Les premiers ministres David Ben-Gourion et Levi Eshkol ont agi selon cette compréhension du monde en fournissant un soutien militaire aux Kurdes, qui s’étendaient bien au-delà de l’activité secrète du Mossad dans la participation et les conseils aux kurdes dispensés par des officiers parachutistes israéliens. Ce soutien découlait, évidemment,du besoin israélien d’alliances régionales qui pourraient l’aider à s’extraire de l’isolement imposé par les états arabes dans ces années-là.
Mais une alliance significative est mise à l’épreuve au cours des périodes difficiles. Une préparation à agir, même en prenant des risques, pour le compte d’un allié est ce qui renforce l’image du mur inébranlable. Au regard de la perception de soi en Israël comme la “villa au milieu de la jungle”, un système militaire efficace pour la défense de ses frontières a té bâti à force d’expérience accumulée et de longue haleine.

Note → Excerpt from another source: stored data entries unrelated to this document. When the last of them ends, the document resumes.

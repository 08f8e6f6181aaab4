//! Platform symlink helpers.

use std::fs;
use std::io;
use std::path::Path;

use crate::classify::PathKind;

/// Create a symlink at `alias` pointing to `origin`.
///
/// `kind` is the origin's kind; Windows needs it to pick a file or
/// directory link.
pub fn make_symlink(origin: &Path, alias: &Path, kind: PathKind) -> io::Result<()> {
    #[cfg(unix)]
    {
        let _ = kind;
        std::os::unix::fs::symlink(origin, alias)
    }
    #[cfg(windows)]
    {
        if kind == PathKind::Directory {
            std::os::windows::fs::symlink_dir(origin, alias)
        } else {
            std::os::windows::fs::symlink_file(origin, alias)
        }
    }
}

/// Returns `true` if `path` itself is a symlink (not followed).
pub fn is_symlink(path: &Path) -> bool {
    fs::symlink_metadata(path)
        .map(|meta| meta.file_type().is_symlink())
        .unwrap_or(false)
}

/// Remove the symlink at `path` without touching its target.
pub fn remove_symlink(path: &Path) -> io::Result<()> {
    match fs::remove_file(path) {
        // Windows directory links are removed as directories.
        #[cfg(windows)]
        Err(e) if e.kind() == io::ErrorKind::PermissionDenied => fs::remove_dir(path),
        other => other,
    }
}

#[cfg(all(test, unix))]
mod tests {
    use super::*;

    #[test]
    fn make_and_remove_leaves_target() {
        let dir = tempfile::tempdir().unwrap();
        let origin = dir.path().join("origin.txt");
        fs::write(&origin, b"keep me").unwrap();
        let alias = dir.path().join("alias.txt");

        make_symlink(&origin, &alias, PathKind::File).unwrap();
        assert!(is_symlink(&alias));
        assert!(!is_symlink(&origin));

        remove_symlink(&alias).unwrap();
        assert!(!alias.exists());
        assert_eq!(fs::read(&origin).unwrap(), b"keep me");
    }

    #[test]
    fn symlink_to_directory() {
        let dir = tempfile::tempdir().unwrap();
        let target = dir.path().join("docs");
        fs::create_dir(&target).unwrap();
        let alias = dir.path().join("docs-link");

        make_symlink(&target, &alias, PathKind::Directory).unwrap();
        assert!(is_symlink(&alias));
        remove_symlink(&alias).unwrap();
        assert!(target.is_dir());
    }
}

Mais, à présent, face à un système régional inédit, le besoin de fonder la sécurité d’Israël en tant qu’acteur régional doté d’influence requiert un discours sécuritaire qui prend en compte les nouvelles dimensions de cette logique.
Qui, à présent, joue le rôle de mur inébranlable?

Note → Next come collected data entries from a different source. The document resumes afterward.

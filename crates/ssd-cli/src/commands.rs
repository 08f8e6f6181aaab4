use std::env;
use std::path::{self, Path, PathBuf};
use std::process::ExitCode;

use anyhow::Context;
use colored::Colorize;
use serde::Serialize;
use ssd_hit::{resolve_alias, run_all, unlink, BatchReport, HitConfig, Linker, Materializer};
use ssd_store::{FileRecordStore, Record, RecordStore, Status, StoreError};
use tracing::{debug, warn};

use crate::cli::*;
use crate::config::{Settings, STORE_ENV};

/// A record together with its store position, as listed.
#[derive(Serialize)]
struct Listed<'a> {
    index: usize,
    #[serde(flatten)]
    record: &'a Record,
}

pub fn run_command(cli: Cli) -> anyhow::Result<ExitCode> {
    let settings = match &cli.config {
        Some(path) => Settings::load(path)?,
        None => Settings::default(),
    };
    let (store_config, hit_config) = settings.resolve(env::var_os(STORE_ENV), cli.store.clone())?;
    debug!(store = %store_config.path().display(), "using reference store");
    let store = FileRecordStore::open(store_config)?;
    let format = cli.format;

    match cli.command {
        Command::Link(args) => cmd_link(&store, args, format),
        Command::Hit(args) if args.all => cmd_doit(&store, hit_config, format),
        Command::Hit(args) => cmd_hit(&store, args, hit_config, format),
        Command::Doit => cmd_doit(&store, hit_config, format),
        Command::Unlink(args) => cmd_unlink(&store, args, format),
        Command::List(args) => cmd_list(&store, args, format),
        Command::Prune => cmd_prune(&store, format),
    }
}

fn print_json<T: Serialize + ?Sized>(value: &T) -> anyhow::Result<()> {
    println!("{}", serde_json::to_string_pretty(value)?);
    Ok(())
}

/// Stored aliases are absolute; make a command-line alias comparable.
fn absolute_alias(alias: &Path) -> anyhow::Result<PathBuf> {
    path::absolute(alias).with_context(|| format!("resolving alias {}", alias.display()))
}

fn colored_status(status: Status) -> colored::ColoredString {
    match status {
        Status::Linked => status.as_str().cyan(),
        Status::Transferred => status.as_str().green(),
        Status::Deleted => status.as_str().dimmed(),
    }
}

fn cmd_link(store: &FileRecordStore, args: LinkArgs, format: OutputFormat) -> anyhow::Result<ExitCode> {
    let (origin, alias) = resolve_alias(&args.origin, args.alias.as_deref())?;
    let record = Linker::new(store).create_link(&origin, &alias)?;
    match format {
        OutputFormat::Json => print_json(&record)?,
        OutputFormat::Text => println!(
            "{} Linked {} → {}",
            "✓".green().bold(),
            record.alias.display().to_string().bold(),
            record.origin.display()
        ),
    }
    Ok(ExitCode::SUCCESS)
}

fn cmd_hit(
    store: &FileRecordStore,
    args: HitArgs,
    config: HitConfig,
    format: OutputFormat,
) -> anyhow::Result<ExitCode> {
    let alias = args.alias.context("an alias or --all is required")?;
    let alias = absolute_alias(&alias)?;
    let record = Materializer::new(config).hit(store, &alias)?;
    match format {
        OutputFormat::Json => print_json(&record)?,
        OutputFormat::Text => println!(
            "{} Copied {} into {}",
            "✓".green().bold(),
            record.origin.display(),
            record.alias.display().to_string().bold()
        ),
    }
    Ok(ExitCode::SUCCESS)
}

fn cmd_doit(store: &FileRecordStore, config: HitConfig, format: OutputFormat) -> anyhow::Result<ExitCode> {
    let report = run_all(store, &Materializer::new(config))?;
    match format {
        OutputFormat::Json => print_json(&report)?,
        OutputFormat::Text => print_report(&report),
    }
    Ok(if report.is_clean() {
        ExitCode::SUCCESS
    } else {
        ExitCode::FAILURE
    })
}

fn print_report(report: &BatchReport) {
    for done in &report.transferred {
        println!(
            "  {} {}",
            "copied:".green(),
            done.record.alias.display()
        );
    }
    for failure in &report.failed {
        let target = match (&failure.alias, failure.index) {
            (Some(alias), _) => alias.display().to_string(),
            (None, Some(index)) => format!("record {index}"),
            (None, None) => "store".to_string(),
        };
        eprintln!(
            "  {} {} [{}] {}",
            "failed:".red(),
            target,
            failure.kind,
            failure.message
        );
    }

    let summary = format!(
        "{} copied, {} failed, {} skipped",
        report.transferred.len(),
        report.failed.len(),
        report.skipped
    );
    if report.is_clean() {
        println!("{} {}", "✓".green().bold(), summary);
    } else {
        println!("{} {}", "✗".red().bold(), summary);
    }
}

fn cmd_unlink(store: &FileRecordStore, args: UnlinkArgs, format: OutputFormat) -> anyhow::Result<ExitCode> {
    let alias = absolute_alias(&args.alias)?;
    let record = unlink(store, &alias, args.purge)?;
    match format {
        OutputFormat::Json => print_json(&record)?,
        OutputFormat::Text => {
            let action = if args.purge { "Purged" } else { "Unlinked" };
            println!(
                "{} {} {}",
                "✓".green().bold(),
                action,
                record.alias.display().to_string().bold()
            );
        }
    }
    Ok(ExitCode::SUCCESS)
}

fn cmd_list(store: &FileRecordStore, args: ListArgs, format: OutputFormat) -> anyhow::Result<ExitCode> {
    let mut records = Vec::new();
    for item in store.iter()? {
        match item {
            Ok((index, record)) => {
                if args.status.map_or(true, |s| record.status == s) {
                    records.push((index, record));
                }
            }
            Err(e @ StoreError::Corrupt { .. }) => warn!(error = %e, "skipping corrupt record"),
            Err(e) => return Err(e.into()),
        }
    }

    match format {
        OutputFormat::Json => {
            let listed: Vec<_> = records
                .iter()
                .map(|(index, record)| Listed { index: *index, record })
                .collect();
            print_json(&listed)?;
        }
        OutputFormat::Text if records.is_empty() => println!("No tracked aliases."),
        OutputFormat::Text => {
            for (index, record) in &records {
                println!(
                    "{:>4}  {:<11}  {} → {}",
                    index.to_string().dimmed(),
                    colored_status(record.status),
                    record.alias.display().to_string().bold(),
                    record.origin.display()
                );
            }
        }
    }
    Ok(ExitCode::SUCCESS)
}

fn cmd_prune(store: &FileRecordStore, format: OutputFormat) -> anyhow::Result<ExitCode> {
    let removed = store.retain(&mut |record| record.status != Status::Deleted)?;
    match format {
        OutputFormat::Json => print_json(&serde_json::json!({ "removed": removed }))?,
        OutputFormat::Text => println!(
            "{} Pruned {} deleted record{}",
            "✓".green().bold(),
            removed,
            if removed == 1 { "" } else { "s" }
        ),
    }
    Ok(ExitCode::SUCCESS)
}

#[cfg(all(test, unix))]
mod tests {
    use super::*;
    use clap::Parser;
    use std::fs;

    fn run(store: &Path, args: &[&str]) -> anyhow::Result<ExitCode> {
        let mut argv = vec!["ssd", "--store", store.to_str().unwrap(), "--format", "json"];
        argv.extend_from_slice(args);
        run_command(Cli::try_parse_from(argv).unwrap())
    }

    #[test]
    fn link_hit_list_prune_round() {
        let dir = tempfile::tempdir().unwrap();
        let store_path = dir.path().join("ref-store");
        let origin = dir.path().join("a.txt");
        let alias = dir.path().join("b.txt");
        fs::write(&origin, b"0123456789").unwrap();
        let (o, a) = (origin.to_str().unwrap(), alias.to_str().unwrap());

        assert_eq!(run(&store_path, &["link", o, a]).unwrap(), ExitCode::SUCCESS);
        assert!(fs::symlink_metadata(&alias).unwrap().file_type().is_symlink());

        assert_eq!(run(&store_path, &["hit", a]).unwrap(), ExitCode::SUCCESS);
        assert!(fs::symlink_metadata(&alias).unwrap().is_file());

        assert_eq!(run(&store_path, &["list"]).unwrap(), ExitCode::SUCCESS);
        assert_eq!(run(&store_path, &["unlink", a]).unwrap(), ExitCode::SUCCESS);
        assert_eq!(run(&store_path, &["prune"]).unwrap(), ExitCode::SUCCESS);

        let store = FileRecordStore::open_path(&store_path).unwrap();
        assert!(store.records().unwrap().is_empty());
        assert_eq!(fs::read(&alias).unwrap(), b"0123456789");
    }

    #[test]
    fn failing_batch_exits_nonzero() {
        let dir = tempfile::tempdir().unwrap();
        let store_path = dir.path().join("ref-store");
        let origin = dir.path().join("a.txt");
        let alias = dir.path().join("b.txt");
        fs::write(&origin, b"data").unwrap();

        run(&store_path, &["link", origin.to_str().unwrap(), alias.to_str().unwrap()]).unwrap();
        fs::remove_file(&origin).unwrap();

        assert_eq!(run(&store_path, &["doit"]).unwrap(), ExitCode::FAILURE);
    }

    #[test]
    fn typed_errors_surface_through_anyhow() {
        let dir = tempfile::tempdir().unwrap();
        let store_path = dir.path().join("ref-store");
        let missing = dir.path().join("missing.txt");

        let err = run(&store_path, &["link", missing.to_str().unwrap()]).unwrap_err();
        assert_eq!(
            crate::error_kind(&err),
            Some(ssd_store::ErrorKind::OriginNotFound)
        );
    }
}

Après les bouleversements tumultueux en Syrie, en Irak, en Libye, au Yémen etdans le Sinaï, nous assistons à un mouvement tectonique dans le système régional pourtant déjà instable et volatile.
L’intensité de ces bouleversements n’est pas moins significatif que ceux de la région à la fin de la Ière Guerre Mondiale, par l’effondrement de l’Empire Ottoman et la division de la zone en états conformément aux contours tracés par Sykes-Picot. Voilà le cadre dans lequel on doit interpréter la signification du déroulement des événements
Ils comprennent la réconciliation conduite par l’Egypte entre l’Autorité Palestinienne et le Hamas ; la défaite kurde à Kirkouk ; les combats dans le village de Khader ; et la démission forcée du premier ministre Hariri, conduite par l’Arabie Saoudite, même s’il est, depuis retourné aux affaires. Dans tous ces événements, la question régionale centrale est mise en relief : Où se trouve le mur inébranlable dans ce système en peline évolution? Les alliances régionales, ouvertes ou secrètes, ne se formeront qu’autour de ceux qui ont prouvé leur inflexibilité dans le nouvel ordre mondial. Cette question est la vraie question cruciale pour l’avenir d’Israël.
December 21, 2017
Le Maj. Gen. (res.) Gershon Hacohen est un chercheur principal au Centre Begin-Sadat des Etudes Strategiques. Il a servi dans Tsahal durant quarante-deux ans. Il a commandé les troupes dans les combats contre l’Egypte et la Syrie. Il a précédemment été Commandant de corps et commandant des collèges militaires de Tsahal.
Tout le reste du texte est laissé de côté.